How to File a Claim

  1. We believe it is important to use your regional Resource Center to assist you in filing your claim. ARC staff will be happy to contact the appropriate Resource Center for you so that they can call you to schedule a phone appointment. The phone appointment will consist of general questions regarding your or your loved one’s work history and work related illnesses.
  2. After the phone appointment, you will receive paperwork in the mail from the Resource Center in a self-addressed envelope. You will need to fill out the application to file a claim, and submit the requested documentation regarding your work history and work related illness/illnesses.

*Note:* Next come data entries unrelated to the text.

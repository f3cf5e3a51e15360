//! Environment-aware cascading property resolution.
//!
//! Resolution reads two resources from the search path and merges them:
//!
//! 1. `<name>.properties`, the base layer;
//! 2. `<name>-<environment>.properties`, the overlay, whose keys shadow the
//!    base.
//!
//! The environment comes from [`ENVIRONMENT_SELECTOR_KEY`] in the
//! [`ConfigContext`] (default [`DEFAULT_ENVIRONMENT`]) and is published back
//! under [`DEPLOYMENT_ENVIRONMENT_KEY`]. `<name>` is the configured name unless
//! [`CLIENT_PROPS_KEY`] overrides it. Missing resources are logged and
//! skipped.
//!
//! [`ENVIRONMENT_SELECTOR_KEY`]: crate::ENVIRONMENT_SELECTOR_KEY
//! [`DEFAULT_ENVIRONMENT`]: crate::DEFAULT_ENVIRONMENT
//! [`DEPLOYMENT_ENVIRONMENT_KEY`]: crate::DEPLOYMENT_ENVIRONMENT_KEY
//! [`CLIENT_PROPS_KEY`]: crate::CLIENT_PROPS_KEY

use tracing::{debug, warn};

use crate::context::{
    ConfigContext, DEFAULT_ENVIRONMENT, DEPLOYMENT_ENVIRONMENT_KEY, global,
};
use crate::resource::{PropertyResource, ResourceLocator};
use crate::BootstrapResult;

mod merged;

pub use merged::{Layer, MergedConfiguration, ResourceSource};

/// Resolves cascaded property resources against a search path.
#[derive(Debug, Clone, Default)]
pub struct PropertyResolver {
    locator: ResourceLocator,
}

impl PropertyResolver {
    /// Creates a resolver searching `locator`.
    #[must_use]
    pub const fn new(locator: ResourceLocator) -> Self {
        Self { locator }
    }

    /// Search path used by this resolver.
    #[must_use]
    pub const fn locator(&self) -> &ResourceLocator {
        &self.locator
    }

    /// Resolves `config_name` against `context`.
    ///
    /// Writes the resolved environment to `context` under
    /// [`DEPLOYMENT_ENVIRONMENT_KEY`] before any resource is read, so it is
    /// published even when loading later fails.
    ///
    /// # Examples
    ///
    /// ```
    /// use discovery_bootstrap::{
    ///     ConfigContext, DEPLOYMENT_ENVIRONMENT_KEY, PropertyResolver, ResourceLocator,
    /// };
    ///
    /// # fn main() -> Result<(), Box<dyn std::error::Error>> {
    /// let resolver = PropertyResolver::new(
    ///     ResourceLocator::builder().add_root("no-such-dir").build(),
    /// );
    /// let mut ctx = ConfigContext::new();
    /// let merged = resolver.resolve(&mut ctx, "eureka-client")?;
    /// assert!(merged.is_empty());
    /// assert_eq!(merged.get(DEPLOYMENT_ENVIRONMENT_KEY), Some("test"));
    /// assert_eq!(ctx.environment(), Some("test"));
    /// # Ok(())
    /// # }
    /// ```
    ///
    /// # Errors
    ///
    /// Returns a [`BootstrapError`](crate::BootstrapError) if a resource
    /// exists but cannot be read or is malformed. Missing resources are not
    /// errors.
    pub fn resolve(
        &self,
        context: &mut ConfigContext,
        config_name: &str,
    ) -> BootstrapResult<MergedConfiguration> {
        let environment = match context.selected_environment() {
            Some(env) => env.to_owned(),
            None => {
                debug!(
                    environment = DEFAULT_ENVIRONMENT,
                    "no environment selected; using default"
                );
                DEFAULT_ENVIRONMENT.to_owned()
            }
        };
        context.set_property(DEPLOYMENT_ENVIRONMENT_KEY, environment.as_str());

        let resource_name = context.client_props().unwrap_or(config_name).to_owned();
        debug!(%environment, resource = %resource_name, "resolving property resources");

        let base = self.load_layer(&base_file_name(&resource_name))?;
        let overlay = self.load_layer(&overlay_file_name(&resource_name, &environment))?;
        Ok(MergedConfiguration::merge(environment, base, overlay))
    }

    /// Resolves `config_name` against the process-wide context.
    ///
    /// The global context stays locked for the duration of the resolution.
    ///
    /// # Errors
    ///
    /// As for [`resolve`](Self::resolve).
    pub fn resolve_global(&self, config_name: &str) -> BootstrapResult<MergedConfiguration> {
        global::with_context(|ctx| self.resolve(ctx, config_name))
    }

    fn load_layer(&self, file_name: &str) -> BootstrapResult<Option<PropertyResource>> {
        let found = self.locator.locate(file_name)?;
        if found.is_none() {
            warn!(
                resource = file_name,
                "Cannot find the properties specified: {file_name}. This may be okay if there are \
                 other environment specific properties or the configuration is installed with a \
                 different mechanism."
            );
        }
        Ok(found)
    }
}

/// Resolves `config_name` from the current directory against the
/// process-wide context.
///
/// # Errors
///
/// As for [`PropertyResolver::resolve`].
pub fn resolve(config_name: &str) -> BootstrapResult<MergedConfiguration> {
    PropertyResolver::default().resolve_global(config_name)
}

/// File name of the base resource for `name`.
#[must_use]
pub fn base_file_name(name: &str) -> String {
    format!("{name}.properties")
}

/// File name of the overlay resource for `name` in `environment`.
#[must_use]
pub fn overlay_file_name(name: &str, environment: &str) -> String {
    format!("{name}-{environment}.properties")
}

  3. The Resource Center will send the claim and documentation to the DOL district office to be reviewed. Within 30 days, you should receive notification that your claim has been submitted.
  4. Each case is assigned to a claims examiner. Your claims examiner may contact you for additional information regarding your case.
  5. You will receive a recommended decision of approval or denial. This will give you the opportunity to agree or disagree with the recommended decision.
  6. Once you send back the recommended decision, you will receive a “final” decision. Even if the final decision is for denial, you can always provide additional findings or information to appeal your case.


There are many advocates and attorneys who are available to work as authorized representatives on your behalf. Please understand that using an attorney or authorized representative is NOT mandatory. In some cases it can be very helpful. The ARC staff will be able to assist you in finding certain AR’s or Attorneys. Keep in mind, the attorneys are only supposed to charge 2% on the initial filing or 10% if the case is appealed. This is only if the case was approved and compensated. If you are not paid, the AR should not collect a fee.